## [What the exercise asks]
Only a number is wanted: how many lines of the entries include the string "FiscalDocument"?
# # # # # # #
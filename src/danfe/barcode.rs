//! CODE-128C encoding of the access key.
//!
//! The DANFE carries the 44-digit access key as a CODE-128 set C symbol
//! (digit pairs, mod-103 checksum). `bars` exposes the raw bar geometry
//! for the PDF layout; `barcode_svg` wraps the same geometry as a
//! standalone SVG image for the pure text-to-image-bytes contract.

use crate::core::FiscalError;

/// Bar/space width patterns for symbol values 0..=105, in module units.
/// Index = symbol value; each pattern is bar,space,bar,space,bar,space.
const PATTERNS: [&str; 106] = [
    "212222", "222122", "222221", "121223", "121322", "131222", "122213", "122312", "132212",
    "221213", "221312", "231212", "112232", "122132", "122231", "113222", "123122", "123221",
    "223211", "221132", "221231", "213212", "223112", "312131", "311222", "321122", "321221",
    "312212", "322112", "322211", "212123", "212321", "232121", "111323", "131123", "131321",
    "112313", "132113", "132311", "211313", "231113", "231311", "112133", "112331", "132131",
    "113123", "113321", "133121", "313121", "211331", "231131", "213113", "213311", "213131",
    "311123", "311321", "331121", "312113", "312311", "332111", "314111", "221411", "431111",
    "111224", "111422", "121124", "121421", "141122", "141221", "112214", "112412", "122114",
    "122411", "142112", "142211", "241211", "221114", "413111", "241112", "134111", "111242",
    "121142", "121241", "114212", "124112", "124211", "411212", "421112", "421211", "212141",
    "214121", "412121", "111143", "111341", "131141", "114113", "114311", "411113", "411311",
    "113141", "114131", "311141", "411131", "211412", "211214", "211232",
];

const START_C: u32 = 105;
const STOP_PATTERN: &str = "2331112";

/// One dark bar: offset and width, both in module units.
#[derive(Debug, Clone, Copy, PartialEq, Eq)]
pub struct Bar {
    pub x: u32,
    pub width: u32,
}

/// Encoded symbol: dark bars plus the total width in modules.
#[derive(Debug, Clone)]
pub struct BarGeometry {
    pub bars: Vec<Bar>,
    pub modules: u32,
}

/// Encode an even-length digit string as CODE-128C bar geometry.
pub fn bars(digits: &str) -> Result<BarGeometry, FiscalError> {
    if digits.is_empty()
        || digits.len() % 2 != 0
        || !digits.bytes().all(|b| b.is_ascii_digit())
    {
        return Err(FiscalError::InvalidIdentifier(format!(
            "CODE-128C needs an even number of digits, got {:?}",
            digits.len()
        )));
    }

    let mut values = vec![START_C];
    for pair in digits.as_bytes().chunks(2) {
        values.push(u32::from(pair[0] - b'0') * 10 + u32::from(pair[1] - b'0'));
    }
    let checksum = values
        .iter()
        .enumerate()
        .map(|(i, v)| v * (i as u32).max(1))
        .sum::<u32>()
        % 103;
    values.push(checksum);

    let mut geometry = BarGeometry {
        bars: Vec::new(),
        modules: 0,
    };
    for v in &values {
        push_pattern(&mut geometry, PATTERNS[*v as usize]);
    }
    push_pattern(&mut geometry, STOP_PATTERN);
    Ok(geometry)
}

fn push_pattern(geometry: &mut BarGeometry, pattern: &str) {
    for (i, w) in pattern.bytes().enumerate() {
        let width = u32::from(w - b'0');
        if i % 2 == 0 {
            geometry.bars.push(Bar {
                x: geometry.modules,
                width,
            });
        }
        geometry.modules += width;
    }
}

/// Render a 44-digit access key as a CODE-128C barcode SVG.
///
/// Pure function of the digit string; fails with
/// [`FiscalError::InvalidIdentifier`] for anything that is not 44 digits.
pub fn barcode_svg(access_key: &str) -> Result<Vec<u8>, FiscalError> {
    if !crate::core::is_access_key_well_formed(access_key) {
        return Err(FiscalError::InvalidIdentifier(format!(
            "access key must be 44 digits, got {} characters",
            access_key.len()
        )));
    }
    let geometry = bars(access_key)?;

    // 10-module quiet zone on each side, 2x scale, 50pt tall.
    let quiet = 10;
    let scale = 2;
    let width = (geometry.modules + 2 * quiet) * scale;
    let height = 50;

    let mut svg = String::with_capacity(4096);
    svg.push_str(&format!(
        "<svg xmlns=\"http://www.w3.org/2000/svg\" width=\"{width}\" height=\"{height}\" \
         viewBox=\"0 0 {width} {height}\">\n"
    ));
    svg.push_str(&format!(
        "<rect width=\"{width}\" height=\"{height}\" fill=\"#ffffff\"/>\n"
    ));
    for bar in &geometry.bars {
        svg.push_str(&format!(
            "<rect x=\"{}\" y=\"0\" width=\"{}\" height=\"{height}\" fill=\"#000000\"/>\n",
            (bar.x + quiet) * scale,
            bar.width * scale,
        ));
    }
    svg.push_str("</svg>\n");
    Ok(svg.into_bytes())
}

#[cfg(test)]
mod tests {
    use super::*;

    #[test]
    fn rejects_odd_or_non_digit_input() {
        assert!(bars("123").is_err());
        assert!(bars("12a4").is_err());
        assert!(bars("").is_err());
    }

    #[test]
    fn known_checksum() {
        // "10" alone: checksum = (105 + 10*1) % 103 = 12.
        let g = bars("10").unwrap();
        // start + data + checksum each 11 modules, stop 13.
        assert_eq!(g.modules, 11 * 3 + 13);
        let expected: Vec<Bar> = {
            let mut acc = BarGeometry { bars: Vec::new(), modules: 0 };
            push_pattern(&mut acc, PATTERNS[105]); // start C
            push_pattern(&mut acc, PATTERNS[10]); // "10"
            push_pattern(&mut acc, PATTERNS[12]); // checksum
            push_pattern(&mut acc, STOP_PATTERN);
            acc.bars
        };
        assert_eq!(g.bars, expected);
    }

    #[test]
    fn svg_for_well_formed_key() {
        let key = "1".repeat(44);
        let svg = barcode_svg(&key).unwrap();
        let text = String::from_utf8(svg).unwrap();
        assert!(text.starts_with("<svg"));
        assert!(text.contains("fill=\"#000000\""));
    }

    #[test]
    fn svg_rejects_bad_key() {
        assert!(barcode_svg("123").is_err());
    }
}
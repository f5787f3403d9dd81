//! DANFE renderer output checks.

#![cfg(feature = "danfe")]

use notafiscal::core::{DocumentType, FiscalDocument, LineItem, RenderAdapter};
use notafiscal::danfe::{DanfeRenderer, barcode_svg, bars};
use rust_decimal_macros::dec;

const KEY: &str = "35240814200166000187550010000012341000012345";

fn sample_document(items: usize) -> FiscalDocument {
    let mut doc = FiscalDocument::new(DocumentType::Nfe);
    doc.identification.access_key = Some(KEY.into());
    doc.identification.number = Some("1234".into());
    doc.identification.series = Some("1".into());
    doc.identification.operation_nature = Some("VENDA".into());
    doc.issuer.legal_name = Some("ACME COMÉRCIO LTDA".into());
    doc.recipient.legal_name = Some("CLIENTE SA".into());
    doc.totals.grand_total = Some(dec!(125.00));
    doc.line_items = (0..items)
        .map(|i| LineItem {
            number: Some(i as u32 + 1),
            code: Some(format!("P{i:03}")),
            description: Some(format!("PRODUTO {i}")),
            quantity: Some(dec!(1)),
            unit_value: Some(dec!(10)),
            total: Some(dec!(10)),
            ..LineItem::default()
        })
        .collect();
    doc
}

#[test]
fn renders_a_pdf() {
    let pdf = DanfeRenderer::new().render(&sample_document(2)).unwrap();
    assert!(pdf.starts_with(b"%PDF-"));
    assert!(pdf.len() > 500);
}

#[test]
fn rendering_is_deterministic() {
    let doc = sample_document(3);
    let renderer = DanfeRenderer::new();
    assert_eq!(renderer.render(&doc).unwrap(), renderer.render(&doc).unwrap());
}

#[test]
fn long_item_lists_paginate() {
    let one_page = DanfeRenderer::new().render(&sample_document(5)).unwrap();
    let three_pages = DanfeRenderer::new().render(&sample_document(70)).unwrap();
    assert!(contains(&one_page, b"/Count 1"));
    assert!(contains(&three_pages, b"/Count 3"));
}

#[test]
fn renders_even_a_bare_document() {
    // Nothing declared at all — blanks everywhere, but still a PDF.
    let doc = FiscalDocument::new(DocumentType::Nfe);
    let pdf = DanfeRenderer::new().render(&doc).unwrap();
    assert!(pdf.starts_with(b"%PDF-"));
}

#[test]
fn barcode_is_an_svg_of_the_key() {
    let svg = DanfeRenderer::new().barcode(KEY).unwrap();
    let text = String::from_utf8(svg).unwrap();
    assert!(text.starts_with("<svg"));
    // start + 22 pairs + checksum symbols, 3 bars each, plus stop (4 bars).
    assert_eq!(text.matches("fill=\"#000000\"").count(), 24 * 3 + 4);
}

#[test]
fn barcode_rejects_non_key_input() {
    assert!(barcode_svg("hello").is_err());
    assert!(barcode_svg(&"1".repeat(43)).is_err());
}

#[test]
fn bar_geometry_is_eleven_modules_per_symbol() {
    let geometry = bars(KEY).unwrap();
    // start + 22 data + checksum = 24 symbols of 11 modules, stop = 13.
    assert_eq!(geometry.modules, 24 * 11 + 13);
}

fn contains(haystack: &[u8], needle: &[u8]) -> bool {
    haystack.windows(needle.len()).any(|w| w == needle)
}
# # # # # # #
## [Your solution]
4